Items listed in a dataset:
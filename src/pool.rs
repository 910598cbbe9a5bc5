//! Worker pool (spec §4.3, §5).
//!
//! Adapted from `lan-scan-rs::scanner::scan_targets_internal`'s
//! `Semaphore` + `JoinSet` shape, but generalized from "one permit per
//! socket attempt" to a genuine fixed-size worker pool that pulls `Task`s
//! off a shared channel and exits when that channel closes — the spec
//! requires a fixed worker count (§4.3), not a per-item semaphore permit.

use std::sync::Arc;

use tokio::sync::{mpsc, Mutex};
use tokio::task::JoinSet;
use tokio_util::sync::CancellationToken;
use tracing::{debug, warn};

use crate::config::Config;
use crate::endpoint::{Credential, Endpoint};
use crate::probe;
use crate::result::ProbeOutcome;
use crate::sink::ResultSink;
use crate::task::{self, Task};

/// Outcome of running one batching window's worth of tasks through the pool.
#[derive(Debug, Default, Clone, Copy)]
pub struct WindowStats {
    pub tasks: usize,
    pub accepted: usize,
}

/// Run one full pool lifetime over `endpoints` x `credentials`, streaming
/// every accepted hit into `sink` as it arrives. Returns once the task
/// channel is drained, every worker has exited, and the result channel has
/// closed (spec §4.3: "the pool signals completion via a barrier").
pub async fn run_window(
    config: Arc<Config>,
    endpoints: Vec<Endpoint>,
    credentials: Arc<Vec<Credential>>,
    cancel: CancellationToken,
    sink: &mut ResultSink,
) -> WindowStats {
    let worker_count = config.clamped_workers();
    let expected_tasks = task::task_count(endpoints.len(), credentials.len());

    let (task_tx, task_rx) = mpsc::channel::<Task>(worker_count);
    let task_rx = Arc::new(Mutex::new(task_rx));
    let (result_tx, mut result_rx) = mpsc::channel::<String>(worker_count.max(16));

    let expander_cancel = cancel.clone();
    let expander = tokio::spawn(async move {
        tokio::select! {
            _ = task::expand_into_channel(endpoints, credentials, task_tx) => {}
            _ = expander_cancel.cancelled() => {}
        }
    });

    let mut workers = JoinSet::new();
    for _ in 0..worker_count {
        let task_rx = task_rx.clone();
        let result_tx = result_tx.clone();
        let config = config.clone();
        let cancel = cancel.clone();
        workers.spawn(async move {
            loop {
                let next = {
                    let mut guard = task_rx.lock().await;
                    guard.recv().await
                };
                let task = match next {
                    Some(t) => t,
                    None => break,
                };
                if cancel.is_cancelled() {
                    break;
                }

                let outcome = tokio::select! {
                    outcome = probe::run(&task, &config) => outcome,
                    _ = cancel.cancelled() => continue,
                };

                match outcome {
                    ProbeOutcome::Valid(url) => {
                        if result_tx.send(url).await.is_err() {
                            break;
                        }
                    }
                    ProbeOutcome::Rejected(reason) => {
                        debug!(endpoint = %task.endpoint, %reason, "task rejected");
                    }
                }
            }
        });
    }
    // Drop the pool's own sender clone so the channel closes once every
    // worker's clone has been dropped in turn.
    drop(result_tx);

    let mut stats = WindowStats {
        tasks: expected_tasks,
        accepted: 0,
    };

    while let Some(url) = result_rx.recv().await {
        sink.write_line(&url).await;
        stats.accepted += 1;
    }

    while let Some(res) = workers.join_next().await {
        if let Err(e) = res {
            warn!(error = %e, "worker task panicked");
        }
    }
    if let Err(e) = expander.await {
        warn!(error = %e, "task expander panicked");
    }

    stats
}
//! Batching driver (spec §4.8): bounds memory on arbitrarily large inputs
//! by running the pool once per fixed-size window of lines, draining fully
//! between windows, and streaming every window's hits into one sink that
//! is truncated once at driver start and appended to thereafter.
//!
//! The "alternative streaming mode" in spec.md (feeding each window to a
//! child executor via stdin) has no analogue once the probing core lives
//! in-process: every window's hits stream straight into the one sink kept
//! open for the whole run, so there is no per-window temp file to
//! concatenate or leak on cancellation (spec.md Design Notes §3).

use std::io::BufRead;
use std::sync::Arc;

use tokio_util::sync::CancellationToken;
use tracing::info;

use crate::config::Config;
use crate::endpoint::Credential;
use crate::line_source::LineSource;
use crate::pool;
use crate::sink::ResultSink;

#[derive(Debug, Default, Clone, Copy)]
pub struct RunSummary {
    pub windows: usize,
    pub total_tasks: usize,
    pub total_accepted: usize,
}

/// Drive the full pipeline over `line_source`, windowed by
/// `config.chunk_size` (0 disables chunking: one window covering the whole
/// input). Resumption across process restarts is explicitly unsupported —
/// every run starts by truncating the output file.
pub async fn run<R: BufRead>(
    config: Arc<Config>,
    credentials: Arc<Vec<Credential>>,
    mut line_source: LineSource<R>,
    cancel: CancellationToken,
) -> Result<RunSummary, crate::error::OutputError> {
    let mut sink = ResultSink::create(&config.output).await?;
    let mut summary = RunSummary::default();

    loop {
        if cancel.is_cancelled() {
            break;
        }

        // `eof` is the authoritative end-of-input signal. A window can be
        // empty mid-file when every raw line in it fails to parse — that
        // must not be confused with having run out of input.
        let (window, eof) = if config.chunk_size == 0 {
            if summary.windows > 0 {
                break;
            }
            match line_source.drain_endpoints() {
                Ok(w) => (w, true),
                Err(e) => {
                    tracing::error!(error = %e, "failed reading proxy list");
                    break;
                }
            }
        } else {
            match line_source.next_endpoint_window(config.chunk_size) {
                Ok(w) => w,
                Err(e) => {
                    tracing::error!(error = %e, "failed reading proxy list");
                    break;
                }
            }
        };

        if window.is_empty() {
            if eof {
                break;
            }
            continue;
        }

        let window_len = window.len();
        let stats = pool::run_window(
            config.clone(),
            window,
            credentials.clone(),
            cancel.clone(),
            &mut sink,
        )
        .await;

        summary.windows += 1;
        summary.total_tasks += stats.tasks;
        summary.total_accepted += stats.accepted;

        info!(
            window = summary.windows,
            endpoints = window_len,
            tasks = stats.tasks,
            accepted = stats.accepted,
            total_accepted = summary.total_accepted,
            "window complete"
        );

        if config.chunk_size == 0 || eof {
            break;
        }
    }

    sink.flush_and_close().await;
    Ok(summary)
}

#[cfg(test)]
mod tests {
    use super::*;
    use crate::config::{ValidationMode, DEFAULT_TARGET_URL};
    use std::io::Cursor;
    use std::time::Duration;
    use tokio::io::{AsyncReadExt, AsyncWriteExt};
    use tokio::net::TcpListener;

    async fn spawn_accepting_socks5_server() -> std::net::SocketAddr {
        let listener = TcpListener::bind("127.0.0.1:0").await.unwrap();
        let addr = listener.local_addr().unwrap();
        tokio::spawn(async move {
            loop {
                let (mut sock, _) = match listener.accept().await {
                    Ok(s) => s,
                    Err(_) => return,
                };
                tokio::spawn(async move {
                    let mut buf = [0u8; 3];
                    if sock.read_exact(&mut buf).await.is_err() {
                        return;
                    }
                    let _ = sock.write_all(&[0x05, 0x00]).await;
                });
            }
        });
        addr
    }

    fn test_config(output: std::path::PathBuf, chunk_size: usize) -> Config {
        Config {
            proxies_file: None,
            creds_file: None,
            target_url: DEFAULT_TARGET_URL.to_string(),
            timeout: Duration::from_millis(500),
            workers: 4,
            output,
            chunk_size,
            mode: ValidationMode::Socks5Fast,
            socks5_connect_target: ("example.com".to_string(), 80),
        }
    }

    /// A window whose raw lines are all unparseable must not be mistaken
    /// for end of input — regression test for the chunking bug where
    /// `next_endpoint_window` being empty was treated as EOF.
    #[tokio::test]
    async fn malformed_window_does_not_truncate_remaining_input() {
        let good = spawn_accepting_socks5_server().await;
        let input = format!(
            "not-an-endpoint\nalso-bad\n1.2.3.4:notaport\n{}:{}\n",
            good.ip(),
            good.port()
        );

        let dir = tempfile::tempdir().unwrap();
        let out = dir.path().join("out.txt");
        let config = Arc::new(test_config(out.clone(), 1));
        let src = LineSource::new(Cursor::new(input));

        let summary = run(config, Arc::new(Vec::new()), src, CancellationToken::new())
            .await
            .unwrap();

        assert_eq!(summary.total_accepted, 1);
        let contents = tokio::fs::read_to_string(&out).await.unwrap();
        assert_eq!(contents.trim(), format!("{}:{}", good.ip(), good.port()));
    }

    /// spec §8 property #4: chunk-size=0 and chunk-size=M yield the same
    /// set of output lines.
    #[tokio::test]
    async fn chunking_is_idempotent_over_output_set() {
        let good1 = spawn_accepting_socks5_server().await;
        let good2 = spawn_accepting_socks5_server().await;
        let input = format!(
            "{}:{}\n127.0.0.1:1\n{}:{}\n",
            good1.ip(),
            good1.port(),
            good2.ip(),
            good2.port()
        );

        let dir = tempfile::tempdir().unwrap();
        let out_whole = dir.path().join("whole.txt");
        let config_whole = Arc::new(test_config(out_whole.clone(), 0));
        let src_whole = LineSource::new(Cursor::new(input.clone()));
        run(
            config_whole,
            Arc::new(Vec::new()),
            src_whole,
            CancellationToken::new(),
        )
        .await
        .unwrap();

        let out_chunked = dir.path().join("chunked.txt");
        let config_chunked = Arc::new(test_config(out_chunked.clone(), 1));
        let src_chunked = LineSource::new(Cursor::new(input));
        run(
            config_chunked,
            Arc::new(Vec::new()),
            src_chunked,
            CancellationToken::new(),
        )
        .await
        .unwrap();

        let mut whole_lines: Vec<String> = tokio::fs::read_to_string(&out_whole)
            .await
            .unwrap()
            .lines()
            .map(str::to_string)
            .collect();
        let mut chunked_lines: Vec<String> = tokio::fs::read_to_string(&out_chunked)
            .await
            .unwrap()
            .lines()
            .map(str::to_string)
            .collect();
        whole_lines.sort();
        chunked_lines.sort();
        assert_eq!(whole_lines, chunked_lines);
    }
}
use std::path::PathBuf;
use std::process::ExitCode;
use std::sync::Arc;
use std::time::Duration;

use anyhow::{Context, Result};
use clap::Parser;
use tokio_util::sync::CancellationToken;
use tracing::info;
use tracing_subscriber::EnvFilter;

use proxy_hunter_rs::batch;
use proxy_hunter_rs::config::{
    Config, ValidationMode, DEFAULT_OUTPUT, DEFAULT_SOCKS5_CONNECT_HOST,
    DEFAULT_SOCKS5_CONNECT_PORT, DEFAULT_TARGET_URL, DEFAULT_TIMEOUT_SECS, DEFAULT_WORKERS,
};
use proxy_hunter_rs::line_source::{self, LineSource};

/// proxy-hunter-rs — concurrent HTTP/SOCKS5 proxy validation engine.
#[derive(Debug, Clone, Parser)]
#[command(
    name = "proxy-hunter-rs",
    version,
    about = "Validates candidate host:port endpoints as working HTTP or SOCKS5 proxies.",
    long_about = None
)]
struct Cli {
    /// Path to the proxy list file (omit to read stdin).
    #[arg(long = "proxies-file")]
    proxies_file: Option<PathBuf>,

    /// Path to the credential file, one user:pass per line (omit for unauthenticated only).
    #[arg(long = "creds-file")]
    creds_file: Option<PathBuf>,

    /// HTTP validation URL (only used in http-echo/http-loose modes).
    #[arg(long = "target-url", default_value = DEFAULT_TARGET_URL)]
    target_url: String,

    /// Per-I/O timeout, in whole seconds.
    #[arg(long, default_value_t = DEFAULT_TIMEOUT_SECS)]
    timeout: u64,

    /// Concurrent worker count.
    #[arg(long, default_value_t = DEFAULT_WORKERS)]
    workers: usize,

    /// Output file path.
    #[arg(long, default_value = DEFAULT_OUTPUT)]
    output: PathBuf,

    /// Lines per batching window (0 disables chunking).
    #[arg(long = "chunk-size", default_value_t = 0)]
    chunk_size: usize,

    /// Validation mode: http-echo, http-loose, socks5-fast, or socks5-deep.
    #[arg(long, default_value = "http-echo")]
    mode: String,

    /// Increase log verbosity (-v, -vv). Ignored if RUST_LOG is set.
    #[arg(short, long, action = clap::ArgAction::Count)]
    verbose: u8,
}

fn init_tracing(verbose: u8) {
    let default_level = match verbose {
        0 => "proxy_hunter_rs=info",
        1 => "proxy_hunter_rs=debug",
        _ => "proxy_hunter_rs=trace",
    };
    let filter = EnvFilter::try_from_default_env().unwrap_or_else(|_| EnvFilter::new(default_level));
    tracing_subscriber::fmt().with_env_filter(filter).init();
}

fn build_config(cli: &Cli) -> Result<Config> {
    let mode: ValidationMode = cli
        .mode
        .parse()
        .map_err(|e: String| anyhow::anyhow!(e))
        .context("invalid --mode option")?;

    Ok(Config {
        proxies_file: cli.proxies_file.clone(),
        creds_file: cli.creds_file.clone(),
        target_url: cli.target_url.clone(),
        timeout: Duration::from_secs(cli.timeout),
        workers: cli.workers,
        output: cli.output.clone(),
        chunk_size: cli.chunk_size,
        mode,
        socks5_connect_target: (
            DEFAULT_SOCKS5_CONNECT_HOST.to_string(),
            DEFAULT_SOCKS5_CONNECT_PORT,
        ),
    })
}

#[tokio::main(flavor = "multi_thread")]
async fn main() -> Result<ExitCode> {
    let cli = Cli::parse();
    init_tracing(cli.verbose);

    let config = match build_config(&cli) {
        Ok(c) => c,
        Err(e) => {
            eprintln!("error: {e:#}");
            return Ok(ExitCode::FAILURE);
        }
    };

    let credentials = match &config.creds_file {
        Some(path) => match line_source::load_credentials(path) {
            Ok(c) => c,
            Err(e) => {
                eprintln!("error: {e}");
                return Ok(ExitCode::FAILURE);
            }
        },
        None => Vec::new(),
    };
    info!(credential_count = credentials.len(), mode = ?config.mode, "starting run");

    let cancel = CancellationToken::new();
    let cancel_ctrlc = cancel.clone();
    tokio::spawn(async move {
        let _ = tokio::signal::ctrl_c().await;
        info!("interrupt received, cancelling run");
        cancel_ctrlc.cancel();
    });

    let config = Arc::new(config);
    let credentials = Arc::new(credentials);

    let run_result = match &config.proxies_file {
        Some(path) => match LineSource::from_path(path) {
            Ok(src) => batch::run(config, credentials, src, cancel).await,
            Err(e) => {
                eprintln!("error: {e}");
                return Ok(ExitCode::FAILURE);
            }
        },
        None => {
            let src = LineSource::from_stdin();
            batch::run(config, credentials, src, cancel).await
        }
    };

    match run_result {
        Ok(summary) => {
            info!(
                windows = summary.windows,
                total_tasks = summary.total_tasks,
                total_accepted = summary.total_accepted,
                "run complete"
            );
            Ok(ExitCode::SUCCESS)
        }
        Err(e) => {
            eprintln!("error: {e}");
            Ok(ExitCode::FAILURE)
        }
    }
}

Work instruction:
Search the records above for the string "ProbeOutcome". Copy every line that contains it.

Reply:
use crate::result::ProbeOutcome;
                    ProbeOutcome::Valid(url) => {
                    ProbeOutcome::Rejected(reason) => {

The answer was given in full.